//! Image-based lighting built from an equirectangular HDRI.
//!
//! Bevy's `EnvironmentMapLight` expects prefiltered cubemaps, so the loaded
//! panorama is resampled on the CPU into a mipmapped specular cubemap and a
//! small diffuse irradiance cubemap.

/// Cube face orientation, mip chain and half-float packing.
pub mod cubemap;

/// Equirectangular panorama sampling.
pub mod equirect;

use crate::constants::render_settings::{DIFFUSE_FACE_SIZE, IRRADIANCE_SOURCE_SIZE};
use bevy::prelude::*;
use bevy::render::render_resource::TextureFormat;
use cubemap::{CubeMip, cube_image, irradiance, mip_chain};
use equirect::EquirectImage;

/// Errors raised while turning a loaded panorama into cubemaps.
#[derive(Debug, Clone, PartialEq)]
pub enum EnvironmentMapError {
    MissingData,
    EmptyImage,
    UnsupportedFormat(TextureFormat),
    DataLengthMismatch { expected: usize, actual: usize },
    InvalidFaceSize(u32),
}

impl std::fmt::Display for EnvironmentMapError {
    fn fmt(&self, f: &mut std::fmt::Formatter<'_>) -> std::fmt::Result {
        match self {
            EnvironmentMapError::MissingData => {
                write!(f, "Environment image has no CPU-side pixel data")
            }
            EnvironmentMapError::EmptyImage => write!(f, "Environment image has zero size"),
            EnvironmentMapError::UnsupportedFormat(format) => {
                write!(f, "Unsupported environment image format: {:?}", format)
            }
            EnvironmentMapError::DataLengthMismatch { expected, actual } => write!(
                f,
                "Environment image data is {} bytes, expected {}",
                actual, expected
            ),
            EnvironmentMapError::InvalidFaceSize(size) => {
                write!(f, "Cubemap face size {} is not a power of two", size)
            }
        }
    }
}

impl std::error::Error for EnvironmentMapError {}

/// Diffuse and specular cubemaps ready to be added to `Assets<Image>`.
pub struct EnvironmentMaps {
    pub diffuse: Image,
    pub specular: Image,
}

/// Resample an equirectangular HDR image into the cubemap pair used for
/// image-based lighting.
pub fn build_environment_maps(
    panorama: &Image,
    face_size: u32,
) -> Result<EnvironmentMaps, EnvironmentMapError> {
    if !face_size.is_power_of_two() {
        return Err(EnvironmentMapError::InvalidFaceSize(face_size));
    }

    let source = EquirectImage::from_image(panorama)?;
    let specular_levels = mip_chain(CubeMip::from_equirect(&source, face_size));

    // Integrate over a coarse mip; the base level is far more detail than a
    // cosine lobe can resolve.
    let irradiance_source = specular_levels
        .iter()
        .find(|level| level.size <= IRRADIANCE_SOURCE_SIZE)
        .unwrap_or(&specular_levels[specular_levels.len() - 1]);
    let diffuse_level = irradiance(irradiance_source, DIFFUSE_FACE_SIZE.min(face_size));

    Ok(EnvironmentMaps {
        diffuse: cube_image(std::slice::from_ref(&diffuse_level)),
        specular: cube_image(&specular_levels),
    })
}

● **AIM OF THE EXERCISE**
Pull every line containing the string "Result" out of the data above and copy it.

● **PROBLEM SOLUTION**
    fn fmt(&self, f: &mut std::fmt::Formatter<'_>) -> std::fmt::Result {
) -> Result<EnvironmentMaps, EnvironmentMapError> {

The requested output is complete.